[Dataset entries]
%%

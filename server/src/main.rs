mod config;
mod db;
mod routes;
mod services;
mod state;

use std::sync::Arc;

use tracing_subscriber::EnvFilter;

use crate::config::ServerConfig;
use crate::services::sketches::{MemorySketchRepository, PgSketchRepository, SketchRepository};

#[tokio::main]
async fn main() -> Result<(), Box<dyn std::error::Error>> {
    if let Err(e) = dotenvy::dotenv() {
        if !e.not_found() {
            return Err(e.into());
        }
    }

    tracing_subscriber::fmt()
        .with_env_filter(EnvFilter::try_from_default_env().unwrap_or_else(|_| EnvFilter::new("info")))
        .init();

    let config = ServerConfig::from_env()?;

    let sketches: Arc<dyn SketchRepository> = match &config.database_url {
        Some(url) => {
            let pool = db::init_pool(url, config.db_max_connections).await?;
            tracing::info!(max_connections = config.db_max_connections, "sketch storage: postgres");
            Arc::new(PgSketchRepository::new(pool))
        }
        None => {
            tracing::warn!("DATABASE_URL not set; saved sketches are kept in memory only");
            Arc::new(MemorySketchRepository::new())
        }
    };

    let port = config.port;
    let app = routes::app(state::AppState::new(sketches, config));
    let listener = tokio::net::TcpListener::bind(format!("0.0.0.0:{port}")).await?;

    tracing::info!(%port, "sketch relay listening");
    axum::serve(listener, app).await?;
    Ok(())
}
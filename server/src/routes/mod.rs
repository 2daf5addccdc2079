//! Router assembly.
//!
//! SYSTEM CONTEXT
//! ==============
//! This module binds the saved-sketch REST API and the per-room websocket
//! relay under a single Axum router.

pub mod sketches;
pub mod ws;

use axum::Router;
use axum::http::StatusCode;
use axum::routing::get;
use tower_http::cors::{Any, CorsLayer};
use tower_http::trace::TraceLayer;

use crate::state::AppState;

/// Full application router.
pub fn app(state: AppState) -> Router {
    let cors = CorsLayer::new()
        .allow_origin(Any)
        .allow_methods(Any)
        .allow_headers(Any);

    Router::new()
        .route("/api/sketches", get(sketches::list_sketches).post(sketches::create_sketch))
        .route(
            "/api/sketches/{id}",
            get(sketches::get_sketch)
                .patch(sketches::update_sketch)
                .delete(sketches::delete_sketch),
        )
        .route("/api/rooms/{room_id}/ws", get(ws::handle_ws))
        .route("/healthz", get(healthz))
        .layer(cors)
        .layer(TraceLayer::new_for_http())
        .with_state(state)
}

async fn healthz() -> StatusCode {
    StatusCode::OK
}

%%

**Task requirements:** Output the lines above verbatim and in full.

**Expected answer:**
filename server/src/main.rs
mod config;
mod db;
mod routes;
mod services;
mod state;

use std::sync::Arc;

use tracing_subscriber::EnvFilter;

use crate::config::ServerConfig;
use crate::services::sketches::{MemorySketchRepository, PgSketchRepository, SketchRepository};

#[tokio::main]
async fn main() -> Result<(), Box<dyn std::error::Error>> {
    if let Err(e) = dotenvy::dotenv() {
        if !e.not_found() {
            return Err(e.into());
        }
    }

    tracing_subscriber::fmt()
        .with_env_filter(EnvFilter::try_from_default_env().unwrap_or_else(|_| EnvFilter::new("info")))
        .init();

    let config = ServerConfig::from_env()?;

    let sketches: Arc<dyn SketchRepository> = match &config.database_url {
        Some(url) => {
            let pool = db::init_pool(url, config.db_max_connections).await?;
            tracing::info!(max_connections = config.db_max_connections, "sketch storage: postgres");
            Arc::new(PgSketchRepository::new(pool))
        }
        None => {
            tracing::warn!("DATABASE_URL not set; saved sketches are kept in memory only");
            Arc::new(MemorySketchRepository::new())
        }
    };

    let port = config.port;
    let app = routes::app(state::AppState::new(sketches, config));
    let listener = tokio::net::TcpListener::bind(format!("0.0.0.0:{port}")).await?;

    tracing::info!(%port, "sketch relay listening");
    axum::serve(listener, app).await?;
    Ok(())
}
filename server/src/routes/mod.rs
repository 2daf5addccdc2079
//! Router assembly.
//!
//! SYSTEM CONTEXT
//! ==============
//! This module binds the saved-sketch REST API and the per-room websocket
//! relay under a single Axum router.

pub mod sketches;
pub mod ws;

use axum::Router;
use axum::http::StatusCode;
use axum::routing::get;
use tower_http::cors::{Any, CorsLayer};
use tower_http::trace::TraceLayer;

use crate::state::AppState;

/// Full application router.
pub fn app(state: AppState) -> Router {
    let cors = CorsLayer::new()
        .allow_origin(Any)
        .allow_methods(Any)
        .allow_headers(Any);

    Router::new()
        .route("/api/sketches", get(sketches::list_sketches).post(sketches::create_sketch))
        .route(
            "/api/sketches/{id}",
            get(sketches::get_sketch)
                .patch(sketches::update_sketch)
                .delete(sketches::delete_sketch),
        )
        .route("/api/rooms/{room_id}/ws", get(ws::handle_ws))
        .route("/healthz", get(healthz))
        .layer(cors)
        .layer(TraceLayer::new_for_http())
        .with_state(state)
}

async fn healthz() -> StatusCode {
    StatusCode::OK
}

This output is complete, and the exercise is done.